No I want to deliver the calendar with the aliases. If an event has an alias (custom_name), it should be displayed. Otherwise the default event name (title) should be displayed.

Is there a way to easily set up a query that returns all events for the current calendar whether with a custom_name (if exists) or with the default title?

My current solution is to hardcode an if condition into the query which I would like to avoid.

title_column = "case when custom_name IS NOT NULL then custom_name else title end as title"
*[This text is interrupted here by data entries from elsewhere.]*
//! Pixel Invaders entry point
//!
//! Handles platform-specific initialization and runs the game loop.

#[cfg(target_arch = "wasm32")]
use wasm_bindgen::prelude::*;

#[cfg(target_arch = "wasm32")]
mod wasm_game {
    use std::cell::RefCell;
    use std::rc::Rc;
    use wasm_bindgen::prelude::*;
    use web_sys::{Document, HtmlCanvasElement};

    use pixel_invaders::platform::{FrameClock, KeyEvent, apply_key, auto_pause};
    use pixel_invaders::renderer::{QuadBatch, RenderState, draw_scene};
    use pixel_invaders::sim::{GameState, PcgRandom};
    use pixel_invaders::ui::{HudInfo, HudText};
    use pixel_invaders::{InvadersError, Result, Tuning};

    /// Game instance holding all state
    struct Game {
        state: GameState,
        render_state: Option<RenderState>,
        clock: FrameClock,
        batch: QuadBatch,
        /// Last HUD pushed to the DOM
        hud: Option<HudText>,
    }

    impl Game {
        fn new() -> Self {
            let rng = PcgRandom::from_entropy();
            log::info!("Game initialized with seed: {}", rng.seed());
            Self {
                state: GameState::new(Tuning::default(), Box::new(rng)),
                render_state: None,
                clock: FrameClock::default(),
                batch: QuadBatch::with_capacity(4096),
                hud: None,
            }
        }

        fn frame(&mut self, time: f64) {
            let dt = self.clock.tick(time);
            self.state.update(dt);

            draw_scene(&self.state, &mut self.batch);
            if let Some(ref mut render_state) = self.render_state {
                match render_state.render(&self.batch) {
                    Ok(_) => {}
                    Err(wgpu::SurfaceError::Lost) => {
                        render_state.resize(render_state.size.0, render_state.size.1);
                    }
                    Err(wgpu::SurfaceError::OutOfMemory) => {
                        log::error!("Out of memory!");
                    }
                    Err(e) => log::warn!("Render error: {:?}", e),
                }
            }
        }

        /// Update HUD elements in DOM (only when the text changed)
        fn update_hud(&mut self, document: &Document) {
            let text = HudText::new(&HudInfo::from_state(&self.state));
            if self.hud.as_ref() == Some(&text) {
                return;
            }

            set_text(document, "hud-score", &text.score);
            set_text(document, "hud-lives", &text.lives);
            set_text(document, "hud-level", &text.level);

            if let Some(el) = document.get_element_by_id("overlay") {
                match text.overlay {
                    Some(overlay) => {
                        set_text(document, "overlay-title", overlay.title);
                        set_text(document, "overlay-subtitle", overlay.subtitle);
                        let _ = el.class_list().remove_1("hidden");
                    }
                    None => {
                        let _ = el.class_list().add_1("hidden");
                    }
                }
            }

            self.hud = Some(text);
        }
    }

    fn set_text(document: &Document, id: &str, text: &str) {
        if let Some(el) = document.get_element_by_id(id) {
            el.set_text_content(Some(text));
        }
    }

    fn document() -> Result<Document> {
        web_sys::window()
            .and_then(|w| w.document())
            .ok_or_else(|| InvadersError::SurfaceUnavailable("no document".into()))
    }

    pub async fn run() -> Result<()> {
        let window = web_sys::window()
            .ok_or_else(|| InvadersError::SurfaceUnavailable("no window".into()))?;
        let document = document()?;

        let canvas: HtmlCanvasElement = document
            .get_element_by_id("game-canvas")
            .and_then(|el| el.dyn_into().ok())
            .ok_or_else(|| InvadersError::SurfaceUnavailable("no #game-canvas".into()))?;

        let game = Rc::new(RefCell::new(Game::new()));

        // Backing store follows device pixel ratio; the scene stays in canvas units
        let canvas_size = game.borrow().state.canvas_size();
        let dpr = window.device_pixel_ratio();
        let width = (canvas_size.x as f64 * dpr) as u32;
        let height = (canvas_size.y as f64 * dpr) as u32;
        canvas.set_width(width);
        canvas.set_height(height);

        let instance = wgpu::Instance::new(&wgpu::InstanceDescriptor {
            backends: wgpu::Backends::BROWSER_WEBGPU | wgpu::Backends::GL,
            ..Default::default()
        });

        let surface = instance
            .create_surface(wgpu::SurfaceTarget::Canvas(canvas.clone()))
            .map_err(|e| InvadersError::SurfaceUnavailable(e.to_string()))?;

        let adapter = instance
            .request_adapter(&wgpu::RequestAdapterOptions {
                power_preference: wgpu::PowerPreference::LowPower,
                compatible_surface: Some(&surface),
                force_fallback_adapter: false,
            })
            .await
            .map_err(|_| InvadersError::NoAdapter)?;

        log::info!("Using adapter: {:?}", adapter.get_info().name);

        let render_state = RenderState::new(
            surface,
            &adapter,
            width,
            height,
            (canvas_size.x, canvas_size.y),
        )
        .await?;
        game.borrow_mut().render_state = Some(render_state);

        setup_input_handlers(game.clone())?;
        setup_auto_pause(game.clone())?;

        if let Some(loading) = document.get_element_by_id("loading") {
            let _ = loading.class_list().add_1("hidden");
        }

        request_animation_frame(game);

        log::info!("Pixel Invaders running!");
        Ok(())
    }

    fn setup_input_handlers(game: Rc<RefCell<Game>>) -> Result<()> {
        let window = web_sys::window()
            .ok_or_else(|| InvadersError::SurfaceUnavailable("no window".into()))?;

        for (name, kind) in [("keydown", KeyEvent::Down), ("keyup", KeyEvent::Up)] {
            let game = game.clone();
            let closure = Closure::<dyn FnMut(_)>::new(move |event: web_sys::KeyboardEvent| {
                let handled = apply_key(&mut game.borrow_mut().state, &event.code(), kind);
                // Keep Space/arrows from scrolling the page
                if handled {
                    event.prevent_default();
                }
            });
            let _ = window.add_event_listener_with_callback(name, closure.as_ref().unchecked_ref());
            closure.forget();
        }
        Ok(())
    }

    fn setup_auto_pause(game: Rc<RefCell<Game>>) -> Result<()> {
        let window = web_sys::window()
            .ok_or_else(|| InvadersError::SurfaceUnavailable("no window".into()))?;
        let document = document()?;

        // Visibility change (tab switch, minimize)
        {
            let game = game.clone();
            let document_clone = document.clone();
            let closure = Closure::<dyn FnMut(_)>::new(move |_event: web_sys::Event| {
                if document_clone.visibility_state() == web_sys::VisibilityState::Hidden {
                    let mut g = game.borrow_mut();
                    // rAF stops while hidden; don't bill the gap to the next frame
                    g.clock.reset();
                    if auto_pause(&mut g.state) {
                        log::info!("Auto-paused (tab hidden)");
                    }
                }
            });
            let _ = document.add_event_listener_with_callback(
                "visibilitychange",
                closure.as_ref().unchecked_ref(),
            );
            closure.forget();
        }

        // Window blur (click outside)
        {
            let closure = Closure::<dyn FnMut(_)>::new(move |_event: web_sys::FocusEvent| {
                if auto_pause(&mut game.borrow_mut().state) {
                    log::info!("Auto-paused (window blur)");
                }
            });
            let _ =
                window.add_event_listener_with_callback("blur", closure.as_ref().unchecked_ref());
            closure.forget();
        }
        Ok(())
    }

    fn request_animation_frame(game: Rc<RefCell<Game>>) {
        let Some(window) = web_sys::window() else {
            return;
        };
        let closure = Closure::once(move |time: f64| {
            game_loop(game, time);
        });
        let _ = window.request_animation_frame(closure.as_ref().unchecked_ref());
        closure.forget();
    }

    fn game_loop(game: Rc<RefCell<Game>>, time: f64) {
        {
            let mut g = game.borrow_mut();
            g.frame(time);
            if let Ok(document) = document() {
                g.update_hud(&document);
            }
        }

        request_animation_frame(game);
    }
}

#[cfg(target_arch = "wasm32")]
#[wasm_bindgen(start)]
pub async fn wasm_main() {
    console_error_panic_hook::set_once();
    if console_log::init_with_level(log::Level::Info).is_err() {
        web_sys::console::warn_1(&"logger already initialized".into());
    }

    log::info!("Pixel Invaders starting...");
    if let Err(e) = wasm_game::run().await {
        log::error!("Failed to start: {}", e);
    }
}

#[cfg(not(target_arch = "wasm32"))]
fn main() -> pixel_invaders::Result<()> {
    env_logger::init();
    log::info!("Pixel Invaders (native) starting...");
    log::info!("Native mode runs a headless demo - run with `trunk serve` for the web version");

    let tuning = match std::env::args().nth(1) {
        Some(path) => pixel_invaders::Tuning::load(&path)?,
        None => pixel_invaders::Tuning::default(),
    };

    headless_demo(tuning, 42);
    Ok(())
}

#[cfg(target_arch = "wasm32")]
fn main() {
    // WASM entry point is wasm_main, this is just to satisfy the compiler
}

/// Drive the simulation with a scripted player for a minute of game time
#[cfg(not(target_arch = "wasm32"))]
fn headless_demo(tuning: pixel_invaders::Tuning, seed: u64) {
    use pixel_invaders::platform::{FrameClock, KeyEvent, apply_key};
    use pixel_invaders::renderer::{QuadBatch, draw_scene};
    use pixel_invaders::sim::{GamePhase, GameState};

    const FRAME_MS: f64 = 1000.0 / 60.0;
    const FRAMES: u32 = 60 * 60;

    let mut state = GameState::with_seed(tuning, seed);
    let mut clock = FrameClock::default();
    let mut batch = QuadBatch::new();

    apply_key(&mut state, "Enter", KeyEvent::Down);

    let mut peak_quads = 0;
    for frame in 0..FRAMES {
        // Sweep across the screen every two seconds, firing constantly
        let going_left = (frame / 120) % 2 == 0;
        apply_key(
            &mut state,
            "ArrowLeft",
            if going_left { KeyEvent::Down } else { KeyEvent::Up },
        );
        apply_key(
            &mut state,
            "ArrowRight",
            if going_left { KeyEvent::Up } else { KeyEvent::Down },
        );
        apply_key(&mut state, "Space", KeyEvent::Down);

        state.update(clock.tick(frame as f64 * FRAME_MS));
        draw_scene(&state, &mut batch);
        peak_quads = peak_quads.max(batch.quad_count());

        if state.phase().is_terminal() {
            log::info!("Round ended on frame {}", frame);
            break;
        }
    }

    log::info!(
        "Demo finished: phase {}, score {}, level {}, lives {}, aliens left {}, peak quads {}",
        state.phase().as_str(),
        state.score(),
        state.level(),
        state.lives(),
        state.alive_alien_count(),
        peak_quads
    );
    if state.phase() == GamePhase::Win {
        log::info!("The scripted player cleared the wave");
    }
}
# assume we are given a calendar_id
Calendar.find(calendar_id).event_aliases.joins(:event).select(title_column, :event_id).each do |event_alias|
    # do further stuff here
end

I also could fetch all event_aliases and run through each of them to get the default title if necessary.

# assume we are given a calendar_id
Calendar.find(calendar_id).event_aliases.each do |event_alias|
    title = event_alias.custom_name
    if title.nil?
        title = Event.find(event_alias.event_id).title
    # do further stuff here
end

But this one results in too many queries to me.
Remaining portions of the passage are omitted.